- Promotional poster featuring Jonathan Gresham and Bandido
- Promotion: Ring of Honor
- Date: April 1, 2022
- City: Garland, Texas
- Venue: Curtis Culwell Center
- Attendance: 2,000

Event chronology
| ← Previous Final Battle | Next → Death Before Dishonor |

Supercard of Honor chronology
| ← Previous XIV (cancelled) | Next → 2023 |

= Supercard of Honor XV =

2022 Ring of Honor professional wrestling event

Supercard of Honor XV was a professional wrestling pay-per-view produced by American promotion Ring of Honor (ROH). It took place on April 1, 2022, at the Curtis Culwell Center in the Dallas suburb of Garland, Texas. It was the fifteenth event in the Supercard of Honor chronology, and the first edition since the G1 Supercard in 2019; 2020's planned Supercard of Honor XIV was canceled due to the COVID-19 pandemic. It was also ROH's first live event after a three-month hiatus following Final Battle in December 2021, as well as the final event under the Sinclair Broadcasting Group's ownership before the completion of the promotion's March 2022 sale to All Elite Wrestling (AEW) president Tony Khan.

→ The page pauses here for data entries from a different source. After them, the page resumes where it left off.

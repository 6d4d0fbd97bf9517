use leptos::prelude::*;

use crate::components::score_card::ScoreCard;
use crate::report::KpiRow;

/// Grid of the seven KPI score cards, in catalogue order.
#[component]
pub fn KpiMetrics(rows: Vec<KpiRow>) -> impl IntoView {
    view! {
        <div class="kpi-grid">
            {rows.into_iter().map(|row| view! {
                <ScoreCard
                    title=row.kpi.title()
                    score=row.score
                    max_score=row.max_score
                    help_text=row.kpi.help_text().to_string()
                />
            }).collect::<Vec<_>>()}
        </div>
    }
}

Twelve matches were contested at the event, including four on the pre-show. In the main event, Jonathan Gresham defeated Bandido in a Winner Takes All match to become the undisputed ROH World Champion. In other prominent matches, Wheeler Yuta defeated Josh Woods in a Pure Wrestling Rules match to win the ROH Pure Championship, Minoru Suzuki defeated Rhett Titus to win the ROH World Television Championship, FTR (Dax Harwood and Cash Wheeler) defeated The Briscoe Brothers (Jay Briscoe and Mark Briscoe) to win the ROH World Tag Team Championship, and Mercedes Martinez defeated Willow Nightingale by submission to win the interim ROH Women's World Championship. This event marked the ROH returns of The Young Bucks (Matt Jackson and Nick Jackson) and Samoa Joe.

==Production==

Other on-screen personnel
| Role: | Name: |
| Commentators | Ian Riccaboni |
Caprice Coleman
| Ring announcer | Bobby Cruise |
| Backstage interviewer | Denise Salcedo |
| Referees | Stephon Smith |
Paul Turner
Mike Posey

===Background===
On October 27, 2021, ROH announced that they would go on hiatus for the first quarter of 2022 in order to reimagine the company, releasing all their wrestlers and staff from their contracts after their Final Battle event last December; the promotion was expected to resume operations in April 2022. On January 10, 2022, ROH announced their return with Supercard of Honor XV, emanating from the Curtis Culwell Center in Garland, Texas on April 1.

On March 2, 2022, during All Elite Wrestling (AEW)'s live weekly series, AEW Dynamite, owner & executive Tony Khan announced that he had acquired Ring of Honor from the Sinclair Broadcast Group. As a result, Supercard of Honor XV was the first ROH event produced on Khan's watch.

===Storylines===
The event featured professional wrestling matches that involved different wrestlers from pre-existing scripted feuds and storylines. Wrestlers portrayed villains, heroes, or less distinguishable characters in scripted events that built tension and culminated in a wrestling match or series of matches.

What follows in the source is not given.